Each line of the records is to be copied verbatim.

Dataset entries
--

// Prevents additional console window on Windows in release, DO NOT REMOVE!!
#![cfg_attr(not(debug_assertions), windows_subsystem = "windows")]

use student_roster_panel::{api, config::Settings, logger, AppState};

fn main() -> Result<(), Box<dyn std::error::Error>> {
    let settings = Settings::load()?;
    logger::init(&settings)?;

    tauri::Builder::default()
        .manage(AppState::new(settings))
        .invoke_handler(tauri::generate_handler![
            api::commands::panel_snapshot,
            api::commands::add_student,
            api::commands::sort_students,
            api::commands::filter_students,
            api::commands::reset_filter,
        ])
        .run(tauri::generate_context!())?;

    Ok(())
}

--

◆ Solution to this problem
// Prevents additional console window on Windows in release, DO NOT REMOVE!!
#![cfg_attr(not(debug_assertions), windows_subsystem = "windows")]

use student_roster_panel::{api, config::Settings, logger, AppState};

fn main() -> Result<(), Box<dyn std::error::Error>> {
    let settings = Settings::load()?;
    logger::init(&settings)?;

    tauri::Builder::default()
        .manage(AppState::new(settings))
        .invoke_handler(tauri::generate_handler![
            api::commands::panel_snapshot,
            api::commands::add_student,
            api::commands::sort_students,
            api::commands::filter_students,
            api::commands::reset_filter,
        ])
        .run(tauri::generate_context!())?;

    Ok(())
}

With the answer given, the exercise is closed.